# Exercise description:
Word by word and line by line, write out all of the records.

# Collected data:
[Start of section]

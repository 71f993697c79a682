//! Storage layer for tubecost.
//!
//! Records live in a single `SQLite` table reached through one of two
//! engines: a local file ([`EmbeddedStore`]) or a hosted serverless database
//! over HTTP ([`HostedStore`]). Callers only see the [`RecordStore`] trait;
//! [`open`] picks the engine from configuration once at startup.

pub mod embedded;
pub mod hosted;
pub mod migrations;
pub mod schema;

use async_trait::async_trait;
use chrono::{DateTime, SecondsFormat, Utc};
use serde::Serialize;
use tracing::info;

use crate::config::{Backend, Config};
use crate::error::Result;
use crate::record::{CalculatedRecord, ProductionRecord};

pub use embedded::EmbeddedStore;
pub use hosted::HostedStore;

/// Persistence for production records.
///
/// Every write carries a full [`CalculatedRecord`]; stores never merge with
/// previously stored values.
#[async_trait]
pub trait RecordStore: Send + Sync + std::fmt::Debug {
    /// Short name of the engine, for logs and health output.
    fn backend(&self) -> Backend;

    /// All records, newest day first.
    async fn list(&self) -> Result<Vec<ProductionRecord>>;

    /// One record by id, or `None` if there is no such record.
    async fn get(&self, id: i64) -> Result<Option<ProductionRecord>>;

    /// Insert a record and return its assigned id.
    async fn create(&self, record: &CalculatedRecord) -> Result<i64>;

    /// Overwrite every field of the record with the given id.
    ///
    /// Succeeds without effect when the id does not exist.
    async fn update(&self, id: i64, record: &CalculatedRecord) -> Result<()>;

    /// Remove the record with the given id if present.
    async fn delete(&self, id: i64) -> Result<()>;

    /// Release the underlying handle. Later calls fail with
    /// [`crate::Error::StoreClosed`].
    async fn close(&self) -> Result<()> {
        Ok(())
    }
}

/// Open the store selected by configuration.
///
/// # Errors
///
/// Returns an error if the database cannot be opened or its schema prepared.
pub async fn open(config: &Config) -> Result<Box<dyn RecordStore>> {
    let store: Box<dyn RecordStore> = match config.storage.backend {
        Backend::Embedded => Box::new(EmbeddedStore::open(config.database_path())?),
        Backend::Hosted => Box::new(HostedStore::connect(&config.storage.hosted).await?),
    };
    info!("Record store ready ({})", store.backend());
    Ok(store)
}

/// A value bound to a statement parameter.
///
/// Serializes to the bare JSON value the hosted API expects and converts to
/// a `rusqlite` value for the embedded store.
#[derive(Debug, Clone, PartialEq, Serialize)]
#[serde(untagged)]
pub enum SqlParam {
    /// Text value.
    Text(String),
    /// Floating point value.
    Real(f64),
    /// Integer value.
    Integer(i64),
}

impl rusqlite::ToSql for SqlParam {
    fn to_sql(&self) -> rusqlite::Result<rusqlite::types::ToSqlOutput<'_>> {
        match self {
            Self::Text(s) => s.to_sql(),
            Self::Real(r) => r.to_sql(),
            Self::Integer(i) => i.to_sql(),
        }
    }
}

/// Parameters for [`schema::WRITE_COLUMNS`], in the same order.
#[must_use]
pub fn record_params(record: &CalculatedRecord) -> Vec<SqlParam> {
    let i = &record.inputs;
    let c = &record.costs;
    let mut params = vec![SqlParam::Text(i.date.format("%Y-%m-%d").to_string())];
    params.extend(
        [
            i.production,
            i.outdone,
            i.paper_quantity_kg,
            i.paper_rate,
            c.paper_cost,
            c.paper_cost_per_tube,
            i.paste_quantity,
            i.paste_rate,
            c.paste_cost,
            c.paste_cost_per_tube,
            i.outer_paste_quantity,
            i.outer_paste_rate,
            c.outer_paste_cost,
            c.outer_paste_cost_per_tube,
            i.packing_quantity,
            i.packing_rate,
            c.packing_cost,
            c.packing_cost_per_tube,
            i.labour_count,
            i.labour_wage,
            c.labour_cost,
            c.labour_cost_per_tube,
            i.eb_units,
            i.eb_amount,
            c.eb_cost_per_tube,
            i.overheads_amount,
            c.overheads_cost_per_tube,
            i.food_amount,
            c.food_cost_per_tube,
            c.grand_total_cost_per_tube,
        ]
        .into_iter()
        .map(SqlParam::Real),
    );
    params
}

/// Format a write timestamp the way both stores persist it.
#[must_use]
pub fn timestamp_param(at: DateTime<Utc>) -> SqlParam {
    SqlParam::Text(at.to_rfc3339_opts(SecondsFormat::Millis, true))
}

[End of section]

# Expected answer:
repository 71f993697c79a682
//! Storage layer for tubecost.
//!
//! Records live in a single `SQLite` table reached through one of two
//! engines: a local file ([`EmbeddedStore`]) or a hosted serverless database
//! over HTTP ([`HostedStore`]). Callers only see the [`RecordStore`] trait;
//! [`open`] picks the engine from configuration once at startup.

pub mod embedded;
pub mod hosted;
pub mod migrations;
pub mod schema;

use async_trait::async_trait;
use chrono::{DateTime, SecondsFormat, Utc};
use serde::Serialize;
use tracing::info;

use crate::config::{Backend, Config};
use crate::error::Result;
use crate::record::{CalculatedRecord, ProductionRecord};

pub use embedded::EmbeddedStore;
pub use hosted::HostedStore;

/// Persistence for production records.
///
/// Every write carries a full [`CalculatedRecord`]; stores never merge with
/// previously stored values.
#[async_trait]
pub trait RecordStore: Send + Sync + std::fmt::Debug {
    /// Short name of the engine, for logs and health output.
    fn backend(&self) -> Backend;

    /// All records, newest day first.
    async fn list(&self) -> Result<Vec<ProductionRecord>>;

    /// One record by id, or `None` if there is no such record.
    async fn get(&self, id: i64) -> Result<Option<ProductionRecord>>;

    /// Insert a record and return its assigned id.
    async fn create(&self, record: &CalculatedRecord) -> Result<i64>;

    /// Overwrite every field of the record with the given id.
    ///
    /// Succeeds without effect when the id does not exist.
    async fn update(&self, id: i64, record: &CalculatedRecord) -> Result<()>;

    /// Remove the record with the given id if present.
    async fn delete(&self, id: i64) -> Result<()>;

    /// Release the underlying handle. Later calls fail with
    /// [`crate::Error::StoreClosed`].
    async fn close(&self) -> Result<()> {
        Ok(())
    }
}

/// Open the store selected by configuration.
///
/// # Errors
///
/// Returns an error if the database cannot be opened or its schema prepared.
pub async fn open(config: &Config) -> Result<Box<dyn RecordStore>> {
    let store: Box<dyn RecordStore> = match config.storage.backend {
        Backend::Embedded => Box::new(EmbeddedStore::open(config.database_path())?),
        Backend::Hosted => Box::new(HostedStore::connect(&config.storage.hosted).await?),
    };
    info!("Record store ready ({})", store.backend());
    Ok(store)
}

/// A value bound to a statement parameter.
///
/// Serializes to the bare JSON value the hosted API expects and converts to
/// a `rusqlite` value for the embedded store.
#[derive(Debug, Clone, PartialEq, Serialize)]
#[serde(untagged)]
pub enum SqlParam {
    /// Text value.
    Text(String),
    /// Floating point value.
    Real(f64),
    /// Integer value.
    Integer(i64),
}

impl rusqlite::ToSql for SqlParam {
    fn to_sql(&self) -> rusqlite::Result<rusqlite::types::ToSqlOutput<'_>> {
        match self {
            Self::Text(s) => s.to_sql(),
            Self::Real(r) => r.to_sql(),
            Self::Integer(i) => i.to_sql(),
        }
    }
}

/// Parameters for [`schema::WRITE_COLUMNS`], in the same order.
#[must_use]
pub fn record_params(record: &CalculatedRecord) -> Vec<SqlParam> {
    let i = &record.inputs;
    let c = &record.costs;
    let mut params = vec![SqlParam::Text(i.date.format("%Y-%m-%d").to_string())];
    params.extend(
        [
            i.production,
            i.outdone,
            i.paper_quantity_kg,
            i.paper_rate,
            c.paper_cost,
            c.paper_cost_per_tube,
            i.paste_quantity,
            i.paste_rate,
            c.paste_cost,
            c.paste_cost_per_tube,
            i.outer_paste_quantity,
            i.outer_paste_rate,
            c.outer_paste_cost,
            c.outer_paste_cost_per_tube,
            i.packing_quantity,
            i.packing_rate,
            c.packing_cost,
            c.packing_cost_per_tube,
            i.labour_count,
            i.labour_wage,
            c.labour_cost,
            c.labour_cost_per_tube,
            i.eb_units,
            i.eb_amount,
            c.eb_cost_per_tube,
            i.overheads_amount,
            c.overheads_cost_per_tube,
            i.food_amount,
            c.food_cost_per_tube,
            c.grand_total_cost_per_tube,
        ]
        .into_iter()
        .map(SqlParam::Real),
    );
    params
}

/// Format a write timestamp the way both stores persist it.
#[must_use]
pub fn timestamp_param(at: DateTime<Utc>) -> SqlParam {
    SqlParam::Text(at.to_rfc3339_opts(SecondsFormat::Millis, true))
}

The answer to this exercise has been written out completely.